Edu Expósito

Personal information
- Full name: Eduardo Expósito Jaén
- Date of birth: 1 August 1996 (age 29)
- Place of birth: Cubelles, Spain
- Height: 1.78 m (5 ft 10 in)
- Position: Central midfielder

Team information
- Current team: Espanyol
- Number: 8

Youth career
- Cubelles
- 2012-2013: Vilanova
- 2013–2014: Gavà
- 2014–2015: Damm

Senior career*
- Years: Team / Apps / (Gls)
- 2015–2018: Deportivo B / 87 / (14)
- 2017–2019: Deportivo La Coruña / 39 / (2)
- 2019–2022: Eibar / 106 / (11)
- 2022–: Espanyol / 104 / (4)

International career
- 2025–: Catalonia / 1 / (0)

= Edu Expósito =

Spanish footballer

Eduardo "Edu" Expósito Jaén (born 1 August 1996) is a Spanish professional footballer who plays as a central midfielder for RCD Espanyol.

==Career==
===Deportivo La Coruña===
Born in Cubelles, Barcelona, Catalonia, Expósito finished his formation with CF Damm, after previous stints with CF Cubelles, CF Vilanova and CF Gavà.

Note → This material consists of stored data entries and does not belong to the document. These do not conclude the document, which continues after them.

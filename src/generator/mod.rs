//! Generator Module
//!
//! Produces synthetic characters.
//!
//! ## Responsibilities
//! - Pick categorical fields uniformly from the fixed tables
//! - Draw 2–6 distinct abilities without replacement
//! - Delegate names and avatars to a [`FakeData`] provider

mod fake;
mod record;

pub use fake::{FakeData, NameBank};
pub use record::RecordGenerator;
//! Record generator
//!
//! Builds a complete, randomized [`Character`] from the category tables.

use std::sync::Arc;

use crate::character::catalog::{
    ABILITIES, ABILITY_COUNT_RANGE, EPIC_PHRASES, ID_RANGE, PLANETS, POWER_LEVEL_RANGE, SPECIES,
    UNIVERSES,
};
use crate::character::Character;
use crate::random::RandomSource;

use super::FakeData;

/// Generates random characters
///
/// Generated ids are not checked against any collection; duplicates are
/// possible and tolerated by the store.
#[derive(Clone)]
pub struct RecordGenerator {
    random: Arc<dyn RandomSource>,
    fake: Arc<dyn FakeData>,
}

impl RecordGenerator {
    pub fn new(random: Arc<dyn RandomSource>, fake: Arc<dyn FakeData>) -> Self {
        Self { random, fake }
    }

    /// Produce a new character. Never fails.
    pub fn generate(&self) -> Character {
        let rng = self.random.as_ref();

        Character {
            id: rng.range(ID_RANGE.0, ID_RANGE.1).to_string(),
            name: self.fake.first_name(rng),
            universe: pick(rng, UNIVERSES),
            species: pick(rng, SPECIES),
            origin_planet: pick(rng, PLANETS),
            power_level: rng.range(POWER_LEVEL_RANGE.0, POWER_LEVEL_RANGE.1),
            abilities: self.abilities(),
            allies: vec![self.fake.first_name(rng), self.fake.first_name(rng)],
            enemies: vec![self.fake.last_name(rng)],
            epic_phrase: pick(rng, EPIC_PHRASES),
            avatar_url: self.fake.avatar_url(rng),
        }
    }

    /// 2..=6 distinct abilities, drawn without replacement
    fn abilities(&self) -> Vec<String> {
        let rng = self.random.as_ref();
        let count = rng.range(ABILITY_COUNT_RANGE.0 as i64, ABILITY_COUNT_RANGE.1 as i64) as usize;

        // Partial Fisher-Yates: the first `count` slots end up a uniform sample
        let mut pool: Vec<&str> = ABILITIES.to_vec();
        for i in 0..count {
            let j = rng.range(i as i64, (pool.len() - 1) as i64) as usize;
            pool.swap(i, j);
        }

        pool.into_iter().take(count).map(str::to_string).collect()
    }
}

fn pick(rng: &dyn RandomSource, table: &[&str]) -> String {
    table[rng.index(table.len())].to_string()
}
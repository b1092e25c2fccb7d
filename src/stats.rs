//! Statistics Engine
//!
//! Aggregate metrics over the character collection.

use std::collections::{HashMap, HashSet};

use serde::{Deserialize, Serialize};

use crate::character::Character;
use crate::error::{MultiverseError, Result};

/// Aggregate metrics over a non-empty collection
#[derive(Debug, Clone, PartialEq, Eq, Serialize, Deserialize)]
#[serde(rename_all = "camelCase")]
pub struct Stats {
    /// Number of characters
    pub total: usize,

    /// Mean power level, rounded half-up
    pub average_power_level: i64,

    /// Most frequent universe (ties: first seen in insertion order)
    pub most_common_universe: String,

    /// Most frequent species (ties: first seen in insertion order)
    pub most_common_species: String,

    /// Number of distinct origin planets
    pub distinct_planet_count: usize,
}

/// Compute [`Stats`] over `characters`
///
/// Fails with `NoData` when the collection is empty.
pub fn compute_statistics(characters: &[Character]) -> Result<Stats> {
    if characters.is_empty() {
        return Err(MultiverseError::NoData);
    }

    let total = characters.len();
    let sum: i128 = characters.iter().map(|c| c.power_level as i128).sum();

    let most_common_universe =
        most_common(characters.iter().map(|c| c.universe.as_str())).unwrap_or_default();
    let most_common_species =
        most_common(characters.iter().map(|c| c.species.as_str())).unwrap_or_default();

    let distinct_planet_count = characters
        .iter()
        .map(|c| c.origin_planet.as_str())
        .collect::<HashSet<_>>()
        .len();

    Ok(Stats {
        total,
        average_power_level: round_half_up(sum, total as i128),
        most_common_universe,
        most_common_species,
        distinct_planet_count,
    })
}

/// `sum / n` rounded half toward +∞, in exact integer arithmetic
fn round_half_up(sum: i128, n: i128) -> i64 {
    (2 * sum + n).div_euclid(2 * n) as i64
}

/// Mode of `values`; among equal counts the value seen first wins
fn most_common<'a>(values: impl Iterator<Item = &'a str>) -> Option<String> {
    // (value, count) in first-seen order
    let mut counts: Vec<(&str, usize)> = Vec::new();
    let mut slots: HashMap<&str, usize> = HashMap::new();

    for value in values {
        match slots.get(value) {
            Some(&slot) => counts[slot].1 += 1,
            None => {
                slots.insert(value, counts.len());
                counts.push((value, 1));
            }
        }
    }

    let mut best: Option<(&str, usize)> = None;
    for (value, count) in counts {
        if best.map_or(true, |(_, best_count)| count > best_count) {
            best = Some((value, count));
        }
    }

    best.map(|(value, _)| value.to_string())
}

On 20 July 2015, he signed a two-year contract with Deportivo de La Coruña, being initially assigned to the B-team in Tercera División.

Expósito made his senior debut on 23 August 2015, coming on as a late substitute in a 1–0 away win against CD Boiro. He scored his first goal on 13 September, the first in a 1–1 home draw against Alondras CF.

Expósito subsequently became a regular starter for the reserve side, and was first included in a first team matchday squad on 2 April 2017, being an unused substitute in a 3–0 La Liga away loss against Valencia CF. He made his debut in the competition on 7 May, starting in a 1–2 home defeat to RCD Espanyol but being replaced by Carles Gil at half-time.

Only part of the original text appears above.